**Records supplied**
╭──
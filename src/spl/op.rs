//! Invocation of native SPL operators.
//!
//! [`Invoke`] declares an operator with any number of input and output
//! ports. [`Source`], [`Map`] and [`Sink`] cover the single port cases.
//! Output clauses are registered explicitly with [`Invoke::set_output`].

use crate::error::{ReferenceError, Result};
use crate::graph::port::{OperatorId, OutputPortId};
use crate::graph::{Graph, OutputPortOptions};
use crate::spl::expr::{Expression, ParamValue};
use crate::spl::schema::Schema;

/// Operator parameters in declaration order.
pub type Params = Vec<(String, ParamValue)>;

#[derive(Debug, Clone, PartialEq, Eq)]
pub struct Invoke {
    op: OperatorId,
    inputs: Vec<OutputPortId>,
    outputs: Vec<OutputPortId>,
}

impl Invoke {
    /// Declare an invocation of `kind` consuming `inputs` and producing one
    /// stream per schema in `schemas`.
    pub fn new(
        graph: &mut Graph,
        kind: &str,
        inputs: &[OutputPortId],
        schemas: &[Schema],
        params: Params,
        name: Option<&str>,
    ) -> Result<Self> {
        for stream in inputs {
            graph.output_port(*stream)?;
        }

        let op = graph.add_operator(kind, name);
        graph.operator_mut(op)?.set_parameters(params);

        // Attribute references need a qualifier once there are several ports.
        let qualify = inputs.len() > 1;
        for stream in inputs {
            let alias = if qualify {
                Some(graph.output_port(*stream)?.runtime_id().to_string())
            } else {
                None
            };
            graph.add_input_port(op, Some(*stream), None, alias.as_deref())?;
        }

        let mut outputs = Vec::with_capacity(schemas.len());
        for schema in schemas {
            let options = OutputPortOptions {
                schema: Some(schema.clone()),
                ..Default::default()
            };
            outputs.push(graph.add_output_port(op, options, None)?);
        }

        Ok(Self {
            op,
            inputs: inputs.to_vec(),
            outputs,
        })
    }

    pub fn operator(&self) -> OperatorId {
        self.op
    }

    pub fn inputs(&self) -> &[OutputPortId] {
        &self.inputs
    }

    pub fn outputs(&self) -> &[OutputPortId] {
        &self.outputs
    }

    pub fn params(&self, graph: &mut Graph, params: Params) -> Result<()> {
        graph.operator_mut(self.op)?.set_parameters(params);
        Ok(())
    }

    /// Arbitrary SPL expression.
    pub fn expression(value: impl Into<String>) -> Expression {
        Expression::expression(value)
    }

    /// Reference to attribute `name` of an input stream.
    ///
    /// With several input ports the stream is required and the reference is
    /// qualified by the port alias.
    pub fn attribute(
        &self,
        graph: &Graph,
        stream: Option<OutputPortId>,
        name: &str,
    ) -> Result<Expression> {
        let operator = graph.operator(self.op)?;
        let Some(stream) = stream else {
            if self.inputs.len() == 1 {
                return Ok(Expression::attribute(name));
            }
            return Err(ReferenceError::AmbiguousAttribute {
                attribute: name.to_string(),
                operator: operator.runtime_id().to_string(),
                ports: self.inputs.len(),
            }
            .into());
        };

        let Some(position) = self.inputs.iter().position(|s| *s == stream) else {
            return Err(ReferenceError::NotAnInput {
                stream: graph.output_port(stream)?.name().to_string(),
                operator: operator.runtime_id().to_string(),
            }
            .into());
        };

        if self.inputs.len() == 1 {
            return Ok(Expression::attribute(name));
        }
        let iport = graph.input_port(operator.inputs()[position])?;
        let qualifier = match iport.alias() {
            Some(alias) => alias.to_string(),
            None => graph.output_port(stream)?.runtime_id().to_string(),
        };
        Ok(Expression::attribute(format!("{qualifier}.{name}")))
    }

    /// Output clause expression for `stream`, e.g. `IterationCount()`.
    pub fn output(
        &self,
        graph: &Graph,
        stream: OutputPortId,
        value: impl Into<String>,
    ) -> Result<Expression> {
        self.check_output(graph, stream)?;
        Ok(Expression::expression(value))
    }

    /// Assign `expr` to `attribute` in the output clause of `stream`.
    pub fn set_output(
        &self,
        graph: &mut Graph,
        stream: OutputPortId,
        attribute: &str,
        expr: Expression,
    ) -> Result<()> {
        self.check_output(graph, stream)?;
        graph.assign_output(self.op, stream, attribute, expr)
    }

    fn check_output(&self, graph: &Graph, stream: OutputPortId) -> Result<()> {
        if self.outputs.contains(&stream) {
            return Ok(());
        }
        Err(ReferenceError::NotAnOutput {
            stream: graph.output_port(stream)?.name().to_string(),
            operator: graph.operator(self.op)?.runtime_id().to_string(),
        }
        .into())
    }
}

/// Operator with no inputs and a single output.
#[derive(Debug, Clone, PartialEq, Eq)]
pub struct Source {
    invoke: Invoke,
}

impl Source {
    pub fn new(
        graph: &mut Graph,
        kind: &str,
        schema: Schema,
        params: Params,
        name: Option<&str>,
    ) -> Result<Self> {
        let invoke = Invoke::new(graph, kind, &[], &[schema], params, name)?;
        Ok(Self { invoke })
    }

    pub fn stream(&self) -> OutputPortId {
        self.invoke.outputs[0]
    }

    pub fn invoke(&self) -> &Invoke {
        &self.invoke
    }
}

/// Operator with a single input and a single output.
#[derive(Debug, Clone, PartialEq, Eq)]
pub struct Map {
    invoke: Invoke,
}

impl Map {
    /// The output schema defaults to the input stream's schema.
    pub fn new(
        graph: &mut Graph,
        kind: &str,
        stream: OutputPortId,
        schema: Option<Schema>,
        params: Params,
        name: Option<&str>,
    ) -> Result<Self> {
        let schema = match schema {
            Some(schema) => schema,
            None => graph.output_port(stream)?.schema().clone(),
        };
        let invoke = Invoke::new(graph, kind, &[stream], &[schema], params, name)?;
        Ok(Self { invoke })
    }

    pub fn stream(&self) -> OutputPortId {
        self.invoke.outputs[0]
    }

    pub fn invoke(&self) -> &Invoke {
        &self.invoke
    }
}

/// Operator with a single input and no outputs.
#[derive(Debug, Clone, PartialEq, Eq)]
pub struct Sink {
    invoke: Invoke,
}

impl Sink {
    pub fn new(
        graph: &mut Graph,
        kind: &str,
        stream: OutputPortId,
        params: Params,
        name: Option<&str>,
    ) -> Result<Self> {
        let invoke = Invoke::new(graph, kind, &[stream], &[], params, name)?;
        Ok(Self { invoke })
    }

    pub fn invoke(&self) -> &Invoke {
        &self.invoke
    }
}

#[cfg(test)]
mod tests {
    use super::*;
    use crate::error::GraphError;
    use pretty_assertions::assert_eq;
    use serde_json::json;

    fn schema(s: &str) -> Schema {
        Schema::parse(s).unwrap()
    }

    #[test]
    fn beacon_output_assignment() {
        let mut g = Graph::new("app", None);
        let beacon = Source::new(
            &mut g,
            "spl.utility::Beacon",
            schema("tuple<uint64 seq>"),
            vec![("iterations".to_string(), 5i64.into())],
            Some("Beacon"),
        )
        .unwrap();
        let inv = beacon.invoke();
        let seq = inv
            .output(&g, beacon.stream(), "IterationCount()")
            .unwrap();
        inv.set_output(&mut g, beacon.stream(), "seq", seq).unwrap();

        let doc = g.generate_spl_graph().unwrap();
        let out = &doc.operator("Beacon").unwrap()["outputs"][0];
        assert_eq!(
            out["assigns"],
            json!({"seq": {"type": "splexpr", "value": "IterationCount()"}})
        );
    }

    #[test]
    fn output_on_foreign_stream_is_rejected() {
        let mut g = Graph::new("app", None);
        let a = Source::new(&mut g, "spl.utility::Beacon", schema("tuple<int32 a>"), vec![], None)
            .unwrap();
        let b = Source::new(&mut g, "spl.utility::Beacon", schema("tuple<int32 a>"), vec![], None)
            .unwrap();
        let err = a.invoke().output(&g, b.stream(), "1").unwrap_err();
        assert!(matches!(
            err,
            GraphError::Reference(ReferenceError::NotAnOutput { .. })
        ));
        assert!(
            a.invoke()
                .set_output(&mut g, b.stream(), "a", Expression::int32(1))
                .is_err()
        );
    }

    #[test]
    fn attributes_single_input() {
        let mut g = Graph::new("app", None);
        let src = Source::new(&mut g, "spl.utility::Beacon", schema("tuple<int32 a>"), vec![], None)
            .unwrap();
        let other = Source::new(&mut g, "spl.utility::Beacon", schema("tuple<int32 a>"), vec![], None)
            .unwrap();
        let filter = Map::new(&mut g, "spl.relational::Filter", src.stream(), None, vec![], None)
            .unwrap();
        let inv = filter.invoke();
        assert_eq!(
            inv.attribute(&g, None, "a").unwrap(),
            Expression::attribute("a")
        );
        assert_eq!(
            inv.attribute(&g, Some(src.stream()), "a").unwrap(),
            Expression::attribute("a")
        );
        assert!(inv.attribute(&g, Some(other.stream()), "a").unwrap_err().is_reference());
        assert_eq!(
            g.output_port(filter.stream()).unwrap().schema().spl_type(),
            "tuple<int32 a>"
        );
    }

    #[test]
    fn attributes_multiple_inputs_are_qualified() {
        let mut g = Graph::new("app", None);
        let l = Source::new(&mut g, "spl.utility::Beacon", schema("tuple<int32 a>"), vec![], Some("L"))
            .unwrap();
        let r = Source::new(&mut g, "spl.utility::Beacon", schema("tuple<int32 b>"), vec![], Some("R"))
            .unwrap();
        let join = Invoke::new(
            &mut g,
            "spl.relational::Join",
            &[l.stream(), r.stream()],
            &[schema("tuple<int32 a, int32 b>")],
            vec![],
            Some("J"),
        )
        .unwrap();

        let err = join.attribute(&g, None, "a").unwrap_err();
        assert!(matches!(
            err,
            GraphError::Reference(ReferenceError::AmbiguousAttribute { ports: 2, .. })
        ));
        assert_eq!(
            join.attribute(&g, Some(r.stream()), "b").unwrap(),
            Expression::attribute("R_OUT0.b")
        );

        let doc = g.generate_spl_graph().unwrap();
        let inputs = &doc.operator("J").unwrap()["inputs"];
        assert_eq!(inputs[0]["alias"], json!("L_OUT0"));
        assert_eq!(inputs[1]["alias"], json!("R_OUT0"));
    }

    #[test]
    fn sink_has_no_outputs_and_null_params() {
        let mut g = Graph::new("app", None);
        let src = Source::new(&mut g, "spl.utility::Beacon", schema("tuple<int32 a>"), vec![], None)
            .unwrap();
        let sink = Sink::new(
            &mut g,
            "spl.utility::Custom",
            src.stream(),
            vec![("x".to_string(), ParamValue::from(None::<Expression>))],
            Some("Out"),
        )
        .unwrap();
        assert!(sink.invoke().outputs().is_empty());
        let doc = g.generate_spl_graph().unwrap();
        assert_eq!(
            doc.operator("Out").unwrap()["parameters"]["x"],
            json!({"type": "splexpr", "value": "null"})
        );
    }
}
╰──
**Aim of the task**
Beginning at the top of the entries above, output each line exactly, and end with the line in which "in declaration order." appears.

**Written answer**
filename src/spl/op.rs
//! Invocation of native SPL operators.
//!
//! [`Invoke`] declares an operator with any number of input and output
//! ports. [`Source`], [`Map`] and [`Sink`] cover the single port cases.
//! Output clauses are registered explicitly with [`Invoke::set_output`].

use crate::error::{ReferenceError, Result};
use crate::graph::port::{OperatorId, OutputPortId};
use crate::graph::{Graph, OutputPortOptions};
use crate::spl::expr::{Expression, ParamValue};
use crate::spl::schema::Schema;

/// Operator parameters in declaration order.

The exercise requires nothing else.